Hey comrades, can someone please enlighten me on the holes that I have on my knowledge of China. I know that China currently has a restricted bourgeoisie class to be able to get enough capital to modernize the entire country. And that makes me wonder, if China has plans to eventually get rid of their bourgeoisie once it achieves it target goal. Does it have ever set a date or a specific plan on this?
As far as I’m aware, China doesn’t plan on changing what it’s currently doing. People read predictions like “China will be a prosperous socialist country by 2050” and think that means they will start phasing out their market economy and private property before that date. But I don’t think they will. As far as I’m aware, everything indicates that the CPC believes that what they are currently doing IS socialism. There is also a very strong reaction to the obviously untrue US propaganda created to make people hostile to China, which leads to a lot of leftists counterjerking very hard and denying that any criticism can be made of the direction that Marxism has taken in the country.

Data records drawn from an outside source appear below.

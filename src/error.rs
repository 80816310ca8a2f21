//! Error types for wellbeing-viz operations.

use std::io;
use thiserror::Error;

/// Result type alias using [`Error`].
pub type Result<T> = std::result::Result<T, Error>;

/// Errors that can occur in wellbeing-viz operations.
///
/// Empty filter results and missing-value sentinels are not errors; they flow
/// through the pipeline as empty collections and `-999` values respectively.
#[derive(Error, Debug)]
pub enum Error {
    /// I/O error (configuration files).
    #[error("I/O error: {0}")]
    Io(#[from] io::Error),

    /// An attribute key that is not one of the record's numeric fields.
    #[error("unknown attribute key '{0}'")]
    UnknownAttribute(String),

    /// A region that does not occur in the loaded dataset.
    #[error("unknown region '{0}'")]
    UnknownRegion(String),

    /// A numeric range with a non-finite bound.
    #[error("invalid range for '{key}': [{min}, {max}]")]
    InvalidRange {
        /// Attribute key the range was meant for.
        key: String,
        /// Lower bound as supplied.
        min: f64,
        /// Upper bound as supplied.
        max: f64,
    },

    /// A dataset with no records was supplied where defaults must be derived.
    #[error("dataset is empty")]
    EmptyDataset,

    /// A topic was published from inside its own handler chain.
    #[error("re-entrant publish on topic '{topic}'")]
    ReentrantPublish {
        /// Topic name.
        topic: &'static str,
    },

    /// Nested publishes exceeded the configured depth.
    #[error("dispatch depth {depth} exceeded while publishing '{topic}'")]
    DispatchDepthExceeded {
        /// Topic name.
        topic: &'static str,
        /// Configured maximum depth.
        depth: usize,
    },

    /// Gestures kept re-queueing each other within one turn.
    #[error("gesture storm: more than {limit} gestures in one turn")]
    GestureStorm {
        /// Configured per-turn limit.
        limit: usize,
    },

    /// Configuration parsing error with line number.
    #[error("configuration error at line {line}: {message}")]
    ConfigParse {
        /// Line number where the error occurred (1-indexed).
        line: usize,
        /// Error message describing the issue.
        message: String,
    },

    /// Configuration file not found.
    #[error("configuration file not found: {0}")]
    ConfigNotFound(String),

    /// Invalid configuration value.
    #[error("invalid configuration value for '{key}': {message}")]
    ConfigInvalid {
        /// The configuration key with invalid value.
        key: String,
        /// Error message describing why the value is invalid.
        message: String,
    },
}
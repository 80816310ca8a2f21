//! Pairwise attribute correlation over a record set.
//!
//! Backs the rooftop matrix: only the upper triangle (`i < j`) is filled and
//! every pair involving a missing-data sentinel is skipped.

use crate::record::{Attribute, Record};

/// Default |r| above which a cell is marked strong.
pub const STRONG_CORRELATION: f64 = 0.7;

/// Pearson correlation coefficient result.
#[derive(Debug, Clone, Copy, PartialEq)]
pub struct CorrelationResult {
    /// Correlation coefficient (-1.0 to 1.0).
    pub coefficient: f64,
    /// Number of (x, y) pairs used.
    pub sample_count: usize,
}

impl CorrelationResult {
    /// Returns the correlation strength category.
    #[must_use]
    pub fn strength(&self) -> CorrelationStrength {
        CorrelationStrength::of(self.coefficient)
    }

    /// True if |r| exceeds `threshold`.
    #[must_use]
    pub fn is_strong(&self, threshold: f64) -> bool {
        self.coefficient.abs() > threshold
    }
}

/// Correlation strength categories.
#[derive(Debug, Clone, Copy, PartialEq, Eq)]
pub enum CorrelationStrength {
    /// |r| >= 0.9
    VeryStrong,
    /// 0.7 <= |r| < 0.9
    Strong,
    /// 0.5 <= |r| < 0.7
    Moderate,
    /// 0.3 <= |r| < 0.5
    Weak,
    /// |r| < 0.3
    Negligible,
}

impl CorrelationStrength {
    /// Buckets a coefficient.
    #[must_use]
    pub fn of(coefficient: f64) -> Self {
        let abs = coefficient.abs();
        if abs >= 0.9 {
            CorrelationStrength::VeryStrong
        } else if abs >= 0.7 {
            CorrelationStrength::Strong
        } else if abs >= 0.5 {
            CorrelationStrength::Moderate
        } else if abs >= 0.3 {
            CorrelationStrength::Weak
        } else {
            CorrelationStrength::Negligible
        }
    }
}

/// Pearson correlation of two attributes across `records`.
///
/// Records where either value is missing are skipped. Fewer than two usable
/// pairs, or zero variance on either side, yields `None`.
///
/// # Formula
///
/// r = Σ((xi - x̄)(yi - ȳ)) / √(Σ(xi - x̄)² × Σ(yi - ȳ)²)
#[must_use]
pub fn pearson(records: &[Record], a: Attribute, b: Attribute) -> Option<CorrelationResult> {
    let pairs: Vec<(f64, f64)> = records
        .iter()
        .filter_map(|r| Some((r.known(a)?, r.known(b)?)))
        .collect();
    let n = pairs.len();
    if n < 2 {
        return None;
    }

    let n_f = n as f64;
    let mean_x = pairs.iter().map(|p| p.0).sum::<f64>() / n_f;
    let mean_y = pairs.iter().map(|p| p.1).sum::<f64>() / n_f;

    let (mut sum_xy, mut sum_xx, mut sum_yy) = (0.0, 0.0, 0.0);
    for &(x, y) in &pairs {
        let dx = x - mean_x;
        let dy = y - mean_y;
        sum_xy += dx * dy;
        sum_xx += dx * dx;
        sum_yy += dy * dy;
    }

    let denominator = (sum_xx * sum_yy).sqrt();
    if denominator <= 1e-12 {
        return None;
    }

    Some(CorrelationResult {
        coefficient: (sum_xy / denominator).clamp(-1.0, 1.0),
        sample_count: n,
    })
}

/// One upper-triangle cell.
#[derive(Debug, Clone, Copy, PartialEq)]
pub struct CorrelationCell {
    /// Row index into [`CorrelationMatrix::attributes`].
    pub row: usize,
    /// Column index, always greater than `row`.
    pub col: usize,
    /// `None` renders as "no data".
    pub result: Option<CorrelationResult>,
}

/// Upper-triangle correlation matrix.
#[derive(Debug, Clone, PartialEq)]
pub struct CorrelationMatrix {
    attributes: Vec<Attribute>,
    cells: Vec<CorrelationCell>,
}

impl CorrelationMatrix {
    /// Computes every `i < j` pair of `attributes` over `records`.
    #[must_use]
    pub fn compute(records: &[Record], attributes: &[Attribute]) -> Self {
        crate::time_scope!("correlation", "matrix");
        let n = attributes.len();
        let mut cells = Vec::with_capacity(n * n.saturating_sub(1) / 2);
        for (row, &a) in attributes.iter().enumerate() {
            for (col, &b) in attributes.iter().enumerate().skip(row + 1) {
                cells.push(CorrelationCell {
                    row,
                    col,
                    result: pearson(records, a, b),
                });
            }
        }
        Self {
            attributes: attributes.to_vec(),
            cells,
        }
    }

    /// Row/column attributes.
    #[must_use]
    pub fn attributes(&self) -> &[Attribute] {
        &self.attributes
    }

    /// Filled cells in row-major order.
    #[must_use]
    pub fn cells(&self) -> &[CorrelationCell] {
        &self.cells
    }

    /// Cell for attributes `a` and `b`, in either order.
    #[must_use]
    pub fn get(&self, a: Attribute, b: Attribute) -> Option<CorrelationResult> {
        let i = self.attributes.iter().position(|&x| x == a)?;
        let j = self.attributes.iter().position(|&x| x == b)?;
        let (row, col) = if i < j { (i, j) } else { (j, i) };
        self.cells
            .iter()
            .find(|c| c.row == row && c.col == col)
            .and_then(|c| c.result)
    }

    /// Cells whose |r| exceeds `threshold`.
    pub fn strong(&self, threshold: f64) -> impl Iterator<Item = &CorrelationCell> + '_ {
        self.cells
            .iter()
            .filter(move |c| c.result.is_some_and(|r| r.is_strong(threshold)))
    }

    /// The `top_n` pairs with the largest |r|, strongest first.
    #[must_use]
    pub fn top(&self, top_n: usize) -> Vec<(Attribute, Attribute, f64)> {
        let mut pairs: Vec<(Attribute, Attribute, f64)> = self
            .cells
            .iter()
            .filter_map(|c| {
                let r = c.result?;
                Some((self.attributes[c.row], self.attributes[c.col], r.coefficient))
            })
            .collect();
        pairs.sort_by(|a, b| {
            b.2.abs()
                .partial_cmp(&a.2.abs())
                .unwrap_or(std::cmp::Ordering::Equal)
        });
        pairs.truncate(top_n);
        pairs
    }
}

#[cfg(test)]
mod tests {
    use super::*;
    use crate::record::MISSING;
    use approx::assert_relative_eq;

    fn series(xs: &[f64], ys: &[f64]) -> Vec<Record> {
        xs.iter()
            .zip(ys)
            .enumerate()
            .map(|(i, (&x, &y))| {
                Record::new(format!("C{i}"), "R", 2020)
                    .with(Attribute::GdpPerCapita, x)
                    .with(Attribute::HappinessScore, y)
            })
            .collect()
    }

    #[test]
    fn test_pearson_perfect_positive() {
        let recs = series(&[1.0, 2.0, 3.0, 4.0, 5.0], &[2.0, 4.0, 6.0, 8.0, 10.0]);
        let r = pearson(&recs, Attribute::GdpPerCapita, Attribute::HappinessScore).unwrap();
        assert_relative_eq!(r.coefficient, 1.0, epsilon = 1e-9);
        assert_eq!(r.sample_count, 5);
        assert_eq!(r.strength(), CorrelationStrength::VeryStrong);
    }

    #[test]
    fn test_pearson_perfect_negative() {
        let recs = series(&[1.0, 2.0, 3.0, 4.0, 5.0], &[10.0, 8.0, 6.0, 4.0, 2.0]);
        let r = pearson(&recs, Attribute::GdpPerCapita, Attribute::HappinessScore).unwrap();
        assert_relative_eq!(r.coefficient, -1.0, epsilon = 1e-9);
    }

    #[test]
    fn test_pearson_skips_sentinel_pairs() {
        let recs = series(&[1.0, MISSING, 3.0, 4.0], &[2.0, 100.0, 6.0, 8.0]);
        let r = pearson(&recs, Attribute::GdpPerCapita, Attribute::HappinessScore).unwrap();
        assert_eq!(r.sample_count, 3);
        assert_relative_eq!(r.coefficient, 1.0, epsilon = 1e-9);
    }

    #[test]
    fn test_pearson_insufficient_data() {
        let recs = series(&[1.0], &[2.0]);
        assert!(pearson(&recs, Attribute::GdpPerCapita, Attribute::HappinessScore).is_none());
        assert!(pearson(&[], Attribute::GdpPerCapita, Attribute::HappinessScore).is_none());
    }

    #[test]
    fn test_pearson_zero_variance() {
        let recs = series(&[3.0, 3.0, 3.0], &[1.0, 2.0, 3.0]);
        assert!(pearson(&recs, Attribute::GdpPerCapita, Attribute::HappinessScore).is_none());
    }

    #[test]
    fn test_strength_buckets() {
        assert_eq!(CorrelationStrength::of(0.95), CorrelationStrength::VeryStrong);
        assert_eq!(CorrelationStrength::of(-0.75), CorrelationStrength::Strong);
        assert_eq!(CorrelationStrength::of(0.6), CorrelationStrength::Moderate);
        assert_eq!(CorrelationStrength::of(0.35), CorrelationStrength::Weak);
        assert_eq!(CorrelationStrength::of(0.1), CorrelationStrength::Negligible);
    }

    #[test]
    fn test_matrix_upper_triangle() {
        let recs = series(&[1.0, 2.0, 3.0], &[3.0, 1.0, 2.0]);
        let m = CorrelationMatrix::compute(&recs, &Attribute::CORRELATED);
        assert_eq!(m.cells().len(), 9 * 8 / 2);
        assert!(m.cells().iter().all(|c| c.row < c.col));
        assert!(m.get(Attribute::GdpPerCapita, Attribute::HappinessScore).is_some());
        assert_eq!(
            m.get(Attribute::GdpPerCapita, Attribute::HappinessScore),
            m.get(Attribute::HappinessScore, Attribute::GdpPerCapita)
        );
        // Temperature is missing everywhere.
        assert!(m.get(Attribute::Temperature, Attribute::HappinessScore).is_none());
    }

    #[test]
    fn test_matrix_strong_and_top() {
        let recs = series(&[1.0, 2.0, 3.0, 4.0], &[1.1, 2.0, 2.9, 4.2]);
        let m = CorrelationMatrix::compute(
            &recs,
            &[Attribute::HappinessScore, Attribute::GdpPerCapita],
        );
        assert_eq!(m.strong(STRONG_CORRELATION).count(), 1);
        let top = m.top(5);
        assert_eq!(top.len(), 1);
        assert_eq!(top[0].0, Attribute::HappinessScore);
        assert!(top[0].2 > 0.9);
    }
}
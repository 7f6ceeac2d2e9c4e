//! Interface de linha de comando baseada em clap.
//!
//! Define a struct [`Cli`] com subcomandos [`Command`] (run, status,
//! estimate, cleanup, unlock) e flags globais (--config, --verbose).

use std::path::PathBuf;

use clap::{Parser, Subcommand};

/// traduza — motor assíncrono de jobs de tradução.
#[derive(Debug, Parser)]
#[command(name = "traduza", version, about)]
pub struct Cli {
    #[command(subcommand)]
    pub command: Command,

    /// Caminho para o arquivo de configuração (padrão: traduza.toml).
    #[arg(long, global = true)]
    pub config: Option<PathBuf>,

    /// Habilita saída detalhada (verbose).
    #[arg(long, short, global = true, default_value_t = false)]
    pub verbose: bool,
}

#[derive(Debug, Subcommand)]
pub enum Command {
    /// Executa um lote de jobs pendentes com conteúdo de demonstração.
    Run {
        /// Quantos jobs reivindicar neste lote (padrão: batch_size da config).
        #[arg(long)]
        batch_size: Option<usize>,
    },

    /// Mostra contadores da fila, estado do lock e estatísticas de cache.
    Status,

    /// Estima o custo de tradução do backlog pendente.
    Estimate {
        /// Máximo de jobs a examinar.
        #[arg(long, default_value_t = 500)]
        max_jobs: usize,
    },

    /// Remove jobs terminais antigos, preservando um mínimo por campo.
    Cleanup {
        /// Idade mínima em dias para um job ser elegível.
        #[arg(long)]
        older_than_days: i64,

        /// Mínimo de jobs preservados por campo.
        #[arg(long, default_value_t = 5)]
        keep_min: usize,
    },

    /// Libera o lock de lote manualmente (intervenção administrativa).
    Unlock,
}
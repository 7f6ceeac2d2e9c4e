//! Pluggable translation backends and the shared translation pipeline.
//!
//! [`TranslateBackend`] is the seam: one raw provider call, no caching, no
//! chunking, no retries. [`Translator`] wraps any backend with the shared
//! pipeline. [`Provider`] is the closed set of configured backends — one
//! variant per concrete provider, selected by explicit configuration.

pub mod chunk;
mod deepl;
mod echo;
pub mod error;
mod libre;
mod translator;

pub use deepl::DeepLBackend;
pub use echo::EchoBackend;
pub use error::ProviderError;
pub use libre::LibreBackend;
pub use translator::{RetryPolicy, Translator, TranslatorOptions};

use crate::config::EngineConfig;
use crate::error::EngineError;

/// One raw translation call against an external provider.
pub trait TranslateBackend {
    /// Stable identifier used for cache keys and rate-limit windows.
    fn slug(&self) -> &str;

    /// Whether the backend has the credentials/endpoint it needs.
    fn is_configured(&self) -> bool;

    /// Configured cost per 1000 source characters; zero when unknown.
    fn cost_per_1000_chars(&self) -> f64;

    /// Translate one chunk. Implementations classify failures into
    /// [`ProviderError`] but do not retry; the [`Translator`] owns retries.
    async fn translate_chunk(
        &self,
        text: &str,
        source: &str,
        target: &str,
        domain: Option<&str>,
    ) -> Result<String, ProviderError>;
}

/// The configured provider set.
pub enum Provider {
    DeepL(DeepLBackend),
    Libre(LibreBackend),
    Echo(EchoBackend),
}

impl Provider {
    /// Build the provider named by the configuration.
    pub fn from_config(config: &EngineConfig) -> Result<Self, EngineError> {
        match config.provider.as_str() {
            "deepl" => Ok(Provider::DeepL(DeepLBackend::with_base_url(
                config.deepl_api_key.clone(),
                config.deepl_base_url.clone(),
                config.deepl_cost_per_1000,
            ))),
            "libretranslate" => Ok(Provider::Libre(LibreBackend::with_base_url(
                config.libre_api_key.clone(),
                config.libre_base_url.clone(),
                config.libre_cost_per_1000,
            ))),
            "echo" => Ok(Provider::Echo(EchoBackend)),
            other => Err(EngineError::Config(format!("unknown provider \"{other}\""))),
        }
    }
}

impl TranslateBackend for Provider {
    fn slug(&self) -> &str {
        match self {
            Provider::DeepL(b) => b.slug(),
            Provider::Libre(b) => b.slug(),
            Provider::Echo(b) => b.slug(),
        }
    }

    fn is_configured(&self) -> bool {
        match self {
            Provider::DeepL(b) => b.is_configured(),
            Provider::Libre(b) => b.is_configured(),
            Provider::Echo(b) => b.is_configured(),
        }
    }

    fn cost_per_1000_chars(&self) -> f64 {
        match self {
            Provider::DeepL(b) => b.cost_per_1000_chars(),
            Provider::Libre(b) => b.cost_per_1000_chars(),
            Provider::Echo(b) => b.cost_per_1000_chars(),
        }
    }

    async fn translate_chunk(
        &self,
        text: &str,
        source: &str,
        target: &str,
        domain: Option<&str>,
    ) -> Result<String, ProviderError> {
        match self {
            Provider::DeepL(b) => b.translate_chunk(text, source, target, domain).await,
            Provider::Libre(b) => b.translate_chunk(text, source, target, domain).await,
            Provider::Echo(b) => b.translate_chunk(text, source, target, domain).await,
        }
    }
}
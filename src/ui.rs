//! Interface de terminal — spinner e saída colorida.
//!
//! Usa as crates `indicatif` para o spinner de progresso e `console` para
//! estilização com cores. O [`BatchProgress`] acompanha visualmente a
//! execução de um lote no terminal.

use console::Style;
use indicatif::{ProgressBar, ProgressStyle};

use crate::processor::BatchSummary;

/// Indicador visual de progresso para a execução de um lote no terminal.
pub struct BatchProgress {
    // Barra de progresso/spinner do indicatif.
    pb: ProgressBar,
    // Estilo verde para contadores de sucesso.
    green: Style,
    // Estilo vermelho para contadores de erro.
    red: Style,
    // Estilo amarelo para contadores de jobs pulados.
    yellow: Style,
}

impl BatchProgress {
    /// Inicia o spinner e retorna a instância de progresso.
    pub fn start(message: &str) -> Self {
        let pb = ProgressBar::new_spinner();
        pb.set_style(
            ProgressStyle::default_spinner()
                .template("{spinner:.cyan} {msg}")
                .expect("invalid template"),
        );
        pb.set_message(message.to_string());
        pb.enable_steady_tick(std::time::Duration::from_millis(100));

        Self {
            pb,
            green: Style::new().green().bold(),
            red: Style::new().red().bold(),
            yellow: Style::new().yellow(),
        }
    }

    /// Finaliza o spinner e exibe o resumo do lote.
    pub fn complete(&self, summary: &BatchSummary) {
        self.pb.finish_and_clear();
        if summary.claimed == 0 {
            println!(
                "  {} Nenhum job reivindicado (fila vazia ou lock ativo)",
                self.yellow.apply_to("•")
            );
            return;
        }
        println!(
            "  {} {} processados, {} pulados, {} com erro (de {} reivindicados)",
            if summary.errors == 0 {
                self.green.apply_to("✓")
            } else {
                self.red.apply_to("✗")
            },
            self.green.apply_to(summary.processed),
            self.yellow.apply_to(summary.skipped),
            self.red.apply_to(summary.errors),
            summary.claimed,
        );
    }

    /// Imprime o resumo formatado em JSON.
    pub fn print_json(&self, summary: &BatchSummary) {
        println!(
            "{}",
            serde_json::to_string_pretty(summary).unwrap_or_default()
        );
    }
}
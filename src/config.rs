//! Configuração do motor carregada a partir de `traduza.toml`.
//!
//! A struct [`EngineConfig`] contém todos os parâmetros configuráveis.
//! Valores não presentes no arquivo usam defaults sensíveis.
//! As variáveis de ambiente `DEEPL_API_KEY` e `LIBRE_API_KEY` têm
//! precedência sobre o arquivo.

use anyhow::Result;
use serde::Deserialize;
use std::path::Path;

use crate::error::EngineError;

/// Configuração de nível superior carregada de `traduza.toml`.
#[derive(Debug, Clone, Deserialize)]
pub struct EngineConfig {
    /// Provedor ativo: "deepl", "libretranslate" ou "echo".
    #[serde(default = "default_provider")]
    pub provider: String,

    /// Chave da API DeepL.
    #[serde(default)]
    pub deepl_api_key: String,

    /// URL base da API DeepL (sobrescrita em testes).
    #[serde(default = "default_deepl_base_url")]
    pub deepl_base_url: String,

    /// Custo DeepL por 1000 caracteres, na moeda de cobrança. Zero desativa estimativas.
    #[serde(default)]
    pub deepl_cost_per_1000: f64,

    /// Chave da API LibreTranslate (opcional em instâncias próprias).
    #[serde(default)]
    pub libre_api_key: String,

    /// URL base da instância LibreTranslate.
    #[serde(default = "default_libre_base_url")]
    pub libre_base_url: String,

    /// Custo LibreTranslate por 1000 caracteres.
    #[serde(default)]
    pub libre_cost_per_1000: f64,

    /// Língua de origem do conteúdo.
    #[serde(default = "default_source_lang")]
    pub source_lang: String,

    /// Língua de destino das traduções.
    #[serde(default = "default_target_lang")]
    pub target_lang: String,

    /// Contexto de conteúdo passado aos provedores (ex.: "marketing").
    #[serde(default)]
    pub domain: Option<String>,

    /// Número de jobs reivindicados por lote quando a CLI não especifica.
    #[serde(default = "default_batch_size")]
    pub batch_size: usize,

    /// Limite de caracteres por requisição; textos maiores são fatiados.
    #[serde(default = "default_max_chunk_chars")]
    pub max_chunk_chars: usize,

    /// Máximo de tentativas por fatia antes de marcar o job como erro.
    #[serde(default = "default_max_attempts")]
    pub max_attempts: u32,

    /// Atraso base em milissegundos para backoff exponencial.
    #[serde(default = "default_base_delay_ms")]
    pub base_delay_ms: u64,

    /// Teto do atraso de backoff em milissegundos.
    #[serde(default = "default_max_delay_ms")]
    pub max_delay_ms: u64,

    /// Máximo de requisições por provedor dentro da janela de 60s.
    #[serde(default = "default_rate_limit_per_window")]
    pub rate_limit_per_window: u32,

    /// Tempo de vida do lock de lote em segundos; locks mais velhos são recuperados.
    #[serde(default = "default_lock_ttl_secs")]
    pub lock_ttl_secs: u64,

    /// Orçamento de tempo de um lote em segundos; jobs restantes são devolvidos à fila.
    #[serde(default = "default_batch_time_budget_secs")]
    pub batch_time_budget_secs: u64,

    /// Tempo de vida padrão das entradas de cache em segundos (24h).
    #[serde(default = "default_cache_ttl_secs")]
    pub cache_ttl_secs: u64,

    /// Capacidade da camada LRU do cache.
    #[serde(default = "default_cache_capacity")]
    pub cache_capacity: usize,

    /// Caminho do arquivo de persistência da fila. `None` mantém em memória.
    #[serde(default)]
    pub queue_path: Option<String>,

    /// Caminho do arquivo da camada persistente do cache. `None` mantém em memória.
    #[serde(default)]
    pub cache_path: Option<String>,
}

fn default_provider() -> String {
    "deepl".to_string()
}

fn default_deepl_base_url() -> String {
    "https://api.deepl.com/v2".to_string()
}

fn default_libre_base_url() -> String {
    "https://libretranslate.com".to_string()
}

fn default_source_lang() -> String {
    "en".to_string()
}

fn default_target_lang() -> String {
    "pt".to_string()
}

fn default_batch_size() -> usize {
    10
}

fn default_max_chunk_chars() -> usize {
    4000
}

fn default_max_attempts() -> u32 {
    4
}

fn default_base_delay_ms() -> u64 {
    1000
}

fn default_max_delay_ms() -> u64 {
    30_000
}

fn default_rate_limit_per_window() -> u32 {
    60
}

fn default_lock_ttl_secs() -> u64 {
    300
}

fn default_batch_time_budget_secs() -> u64 {
    240
}

fn default_cache_ttl_secs() -> u64 {
    86_400
}

fn default_cache_capacity() -> usize {
    2048
}

impl Default for EngineConfig {
    fn default() -> Self {
        Self {
            provider: default_provider(),
            deepl_api_key: String::new(),
            deepl_base_url: default_deepl_base_url(),
            deepl_cost_per_1000: 0.0,
            libre_api_key: String::new(),
            libre_base_url: default_libre_base_url(),
            libre_cost_per_1000: 0.0,
            source_lang: default_source_lang(),
            target_lang: default_target_lang(),
            domain: None,
            batch_size: default_batch_size(),
            max_chunk_chars: default_max_chunk_chars(),
            max_attempts: default_max_attempts(),
            base_delay_ms: default_base_delay_ms(),
            max_delay_ms: default_max_delay_ms(),
            rate_limit_per_window: default_rate_limit_per_window(),
            lock_ttl_secs: default_lock_ttl_secs(),
            batch_time_budget_secs: default_batch_time_budget_secs(),
            cache_ttl_secs: default_cache_ttl_secs(),
            cache_capacity: default_cache_capacity(),
            queue_path: None,
            cache_path: None,
        }
    }
}

impl EngineConfig {
    /// Carrega a configuração do caminho dado, ou de `traduza.toml` no
    /// diretório atual. Usa valores padrão se o arquivo não existir.
    pub fn load(path: Option<&Path>) -> Result<Self> {
        let path = path.unwrap_or_else(|| Path::new("traduza.toml"));
        let mut config = if path.exists() {
            let contents = std::fs::read_to_string(path)?;
            toml::from_str::<EngineConfig>(&contents)?
        } else {
            Self::default()
        };

        // Variáveis de ambiente têm precedência sobre o arquivo para as chaves API.
        if let Ok(key) = std::env::var("DEEPL_API_KEY")
            && !key.is_empty()
        {
            config.deepl_api_key = key;
        }
        if let Ok(key) = std::env::var("LIBRE_API_KEY")
            && !key.is_empty()
        {
            config.libre_api_key = key;
        }

        Ok(config)
    }

    /// Valida os campos numéricos e o nome do provedor.
    pub fn validate(&self) -> Result<(), EngineError> {
        if self.batch_size == 0 {
            return Err(EngineError::Config("batch_size must be at least 1".into()));
        }
        if self.max_chunk_chars == 0 {
            return Err(EngineError::Config(
                "max_chunk_chars must be at least 1".into(),
            ));
        }
        if self.max_attempts == 0 {
            return Err(EngineError::Config("max_attempts must be at least 1".into()));
        }
        if self.source_lang == self.target_lang {
            return Err(EngineError::Config(
                "source_lang and target_lang must differ".into(),
            ));
        }
        match self.provider.as_str() {
            "deepl" | "libretranslate" | "echo" => Ok(()),
            other => Err(EngineError::Config(format!(
                "unknown provider \"{other}\""
            ))),
        }
    }
}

Except that if you read their theory and literature, it’s not that they believe what they are doing ‘is socialism’ it’s that they believe that ‘socialism’ occurs in stages, with the properties of those stages emergent within the contradictions and economic circumstances of their era. Communism, according to marxist analysis, is the social movement that emerges from the contradictions of capitalism, but marxism does not define what that movement is or looks like (a fundamental critique of Marx by Mao), and China operates in a fundamentally different manner than any other country of it’s kind. The differences between them and India, despite theoretically occupying the same rung on the global economic ladder, are stark, and evidence of this.
If their theory is sound will remain to be seen, but what is clear is that they are still here and doing ‘communism’ while the USSR is not. They have forded the contradictions into this new, bleaker era, keeping the torch of Marxism and Marxist analysis, however dim, lit, and that is to be commended, as much as their foreign policy is to be criticized.